At the start of October, representatives from 183 countries gathered in South Africa for one of the largest and most influential global conservation gatherings, the Convention on International Trade in Endangered Species of Wild Flora and Fauna (CITES).
A major topic at this year’s convention was the current status of the African Elephant population, and the global ivory trade that has fuelled the decline of the animal. With numerous elephant conservation programmes spread around Southern Africa, African Impact has an invested interest in the outcomes of the conference.
The debate surrounding this topic encompasses a wide range of viewpoints and complexities, and naturally, the conclusions from this year’s convention were mixed for all parties involved. While many countries wished to grant the African elephant full protection (and therefore propose a complete ban on all trade in ivory), many others argued for elephant culling and fought for their right to utilize the economic benefits of the trade.
By the end of the conference, the proposal to move the elephant from Appendix II to Appendix I, to provide them with extra protection, failed. As well as this, the proposal to close legal ivory markets and for all countries to destroy ivory stockpiles also failed.

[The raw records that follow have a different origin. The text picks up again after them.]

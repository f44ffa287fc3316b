use crate::config::Config;
use crate::core::validator;
use crate::errors::{AppError, AppResult};
use crate::models::range::{NormalizedTimeRangeInput, TimeRangeInput};
use crate::models::report::ValidationReport;
use crate::ui::OutputFormat;
use crate::ui::messages;
use crate::utils::colors::{apply_color, colorize_optional};
use crate::utils::formatting::mins2readable;
use serde::Serialize;
use std::collections::BTreeMap;

/// JSON shape emitted by `check`.
#[derive(Serialize)]
pub struct CheckOutput<'a> {
    pub ok: bool,
    #[serde(skip_serializing_if = "Option::is_none")]
    pub normalized: Option<&'a NormalizedTimeRangeInput>,
    #[serde(skip_serializing_if = "Option::is_none")]
    pub errors: Option<BTreeMap<String, String>>,
}

/// High-level business logic for the `check` command.
pub struct CheckLogic;

impl CheckLogic {
    /// Validate one payload and render the outcome.
    ///
    /// A failed validation is rendered field by field, then reported as
    /// `ValidationFailed` so the process exits non-zero.
    pub fn apply(input: &TimeRangeInput, format: OutputFormat, cfg: &Config) -> AppResult<()> {
        match validator::validate(input) {
            Ok(normalized) => {
                Self::print_success(&normalized, format, cfg)?;
                Ok(())
            }
            Err(report) => {
                Self::print_failure(&report, format, cfg)?;
                Err(AppError::ValidationFailed(report.len()))
            }
        }
    }

    fn print_success(
        normalized: &NormalizedTimeRangeInput,
        format: OutputFormat,
        cfg: &Config,
    ) -> AppResult<()> {
        match format {
            OutputFormat::Json => {
                let out = CheckOutput {
                    ok: true,
                    normalized: Some(normalized),
                    errors: None,
                };
                println!("{}", serde_json::to_string_pretty(&out)?);
            }
            OutputFormat::Text => {
                messages::success("Time range is valid");

                let start = normalized.start.display_hhmm(&cfg.empty_placeholder);
                let end = normalized.end.display_hhmm(&cfg.empty_placeholder);
                println!(
                    "   start : {}",
                    apply_color(colorize_optional(&start, &cfg.empty_placeholder), cfg.color)
                );
                println!(
                    "   end   : {}",
                    apply_color(colorize_optional(&end, &cfg.empty_placeholder), cfg.color)
                );

                if cfg.show_duration
                    && let Some(mins) = normalized.span_minutes()
                {
                    println!("   span  : {}", mins2readable(mins, true, false));
                }
            }
        }
        Ok(())
    }

    fn print_failure(
        report: &ValidationReport,
        format: OutputFormat,
        cfg: &Config,
    ) -> AppResult<()> {
        match format {
            OutputFormat::Json => {
                let out = CheckOutput {
                    ok: false,
                    normalized: None,
                    errors: Some(report.to_message_map()),
                };
                println!("{}", serde_json::to_string_pretty(&out)?);
            }
            OutputFormat::Text => {
                messages::error("Time range is not valid");
                for (path, violation) in report.iter() {
                    if cfg.color {
                        messages::field_error(path.as_str(), violation.message());
                    } else {
                        eprintln!("   {:<12} {}", path.as_str(), violation.message());
                    }
                }
            }
        }
        Ok(())
    }
}
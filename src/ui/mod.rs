pub mod messages;

use crate::config::Config;
use crate::errors::{AppError, AppResult};

/// Output rendering mode for the check/batch commands.
#[derive(Debug, Clone, Copy, PartialEq, Eq)]
pub enum OutputFormat {
    Text,
    Json,
}

impl OutputFormat {
    pub fn parse(s: &str) -> Option<Self> {
        match s.to_lowercase().as_str() {
            "text" | "txt" => Some(OutputFormat::Text),
            "json" => Some(OutputFormat::Json),
            _ => None,
        }
    }
}

/// Resolve the effective format: an explicit flag wins over the config value.
pub fn resolve_format(flag: Option<&str>, cfg: &Config) -> AppResult<OutputFormat> {
    let wanted = flag.unwrap_or(&cfg.output);
    OutputFormat::parse(wanted).ok_or_else(|| AppError::InvalidOutputFormat(wanted.to_string()))
}
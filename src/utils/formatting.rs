//! Formatting utilities used for CLI outputs.

pub fn pad_right(s: &str, width: usize) -> String {
    format!("{:<width$}", s, width = width)
}

/// Remove ANSI escape sequences, e.g. before measuring visible width.
pub fn strip_ansi(s: &str) -> String {
    let re = regex::Regex::new(r"\x1B\[[0-9;]*[mK]").unwrap();
    re.replace_all(s, "").into_owned()
}

pub fn mins2readable(mins: i64, want_sign: bool, short: bool) -> String {
    let abs_m = mins.abs();
    let hours = abs_m / 60;
    let minutes = abs_m % 60;

    let sign = if mins > 0 && want_sign {
        "+"
    } else if mins < 0 && want_sign {
        "-"
    } else {
        ""
    };

    if short {
        // e.g. +02:25 or -01:10
        format!("{}{:02}:{:02}", sign, hours, minutes)
    } else {
        // e.g. +02h 25m or -01h 10m
        format!("{}{:02}h {:02}m", sign, hours, minutes)
    }
}
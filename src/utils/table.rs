//! Table rendering utilities for CLI outputs.

use crate::utils::formatting::strip_ansi;
use unicode_width::UnicodeWidthStr;

pub struct Column {
    pub header: String,
    pub min_width: usize,
}

impl Column {
    pub fn new(header: &str, min_width: usize) -> Self {
        Self {
            header: header.to_string(),
            min_width,
        }
    }
}

pub struct Table {
    pub columns: Vec<Column>,
    pub rows: Vec<Vec<String>>,
}

impl Table {
    pub fn new(columns: Vec<Column>) -> Self {
        Self {
            columns,
            rows: Vec::new(),
        }
    }

    pub fn add_row(&mut self, row: Vec<String>) {
        self.rows.push(row);
    }

    /// Visible cell width: ANSI codes stripped, capped at 60.
    fn visible_width(cell: &str) -> usize {
        UnicodeWidthStr::width(strip_ansi(cell).as_str()).min(60)
    }

    fn widths(&self) -> Vec<usize> {
        let mut widths: Vec<usize> = self
            .columns
            .iter()
            .map(|c| c.min_width.max(UnicodeWidthStr::width(c.header.as_str())))
            .collect();

        for row in &self.rows {
            for (i, cell) in row.iter().enumerate() {
                let w = Self::visible_width(cell);
                if w > widths[i] {
                    widths[i] = w;
                }
            }
        }

        widths
    }

    pub fn render(&self) -> String {
        let widths = self.widths();
        let mut out = String::new();

        // Header
        for (i, col) in self.columns.iter().enumerate() {
            out.push_str(&col.header);
            let pad = widths[i].saturating_sub(UnicodeWidthStr::width(col.header.as_str()));
            out.push_str(&" ".repeat(pad + 1));
        }
        out.push('\n');

        // Rows: pad on visible width so colored cells stay aligned
        for row in &self.rows {
            for (i, cell) in row.iter().enumerate() {
                out.push_str(cell);
                let pad = widths[i].saturating_sub(Self::visible_width(cell));
                out.push_str(&" ".repeat(pad + 1));
            }
            out.push('\n');
        }

        out
    }
}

Many commentators, understandably, regard the convention to have been a complete failure for elephant conservation. After all, elephant populations have decreased by up to 30% in the last 7 years alone. However, with the disputes as far–reaching as they are, it will take decades for all parties involved to agree upon, and enact, the necessary procedures to stabilise numbers. The demand for ivory as a status symbol in large parts of Asia, as well as the human-elephant conflict in Africa, has existed for centuries, and we cannot expect any resolution to be achieved over the 10 days of CITES17.
(Ivory shop in Hong Kong - National Geographic)
Hope is not lost, though. If we review all outcomes from CITES in an objective manner, and actually set ourselves realistic targets, we can then draw noticeable progress from the conference.
CITES now officially recommends that countries with legal domestic ivory markets start closing them down, and guidelines for the management (including disposal) of ivory stockpiles are now being developed. Both of these are significant indicators that the discussion is moving in the right direction, and it seems almost inevitable that within a matter of years these ‘recommendations’ and ‘guidelines’ will eventually evolve into international legislation.
Of course, even if these international laws are created, the black market will most likely continue to find a way to supply the demand from Asia, which is higher than ever before. However, even with the expansion of the Chinese middle class, it is hoped that enough of these ‘nouveau’ status-symbol-seekers will eventually be convinced against owning ivory by the deterrent of their national judicial system. Ideally, in years to come, the stigma attached to ivory will not be of wealth and power, but a physical representation of criminal undertaking.
Until this ‘utopia’ is achieved, there are a number of initiatives non-political organisations are involved with to hopefully slow the decline of the species. These include increasing the scope of anti-poaching measures, as well as alleviating human-elephant conflict by managing the spaces that elephants roam in, and minimising any proximity to settlements.
We at African Impact are also doing our part, by partnering with an organization in Namibia who work to provide safe habitats for elephants, and also by working closely in Zambia with communities affected by human-elephant conflict. In Livingstone, where this program is based, our research volunteers monitor the local elephant species, conduct research and work with community members to encourage an environment where elephants and humans can live safely side-by-side.
Recently, the group unearthed brand new information when they discovered a whole herd of elephants regularly swimming over the Zambezi River to and from Zimbabwe throughout the seasons; proving that the elephants’ range is much larger then people originally thought. With more information like this we can gain a greater understanding of the animal, and consequently tweak on-the-ground conservation techniques to strengthen their efficiency.
Through programs like this, and an increase in exposure over the last few years, there are promising signs that the elephant crisis is garnering more attention and funding. With significant improvements to the effectiveness of anti-poaching techniques, authorities are catching and detaining more poachers than before. The problem, however, is that they are being replaced at a faster rate than they can be caught. Until a majority vote can be passed in CITES to ban all elephant killing, and the respective governments of the Asian ivory markets cooperate whole-heartedly, demand for ivory will continue to rise. Until then, the rest of the world can only continue to do everything it can to alleviate pressure on the ground and, like all these things, hope that we haven’t left it all too late by the time political measures are actually enacted.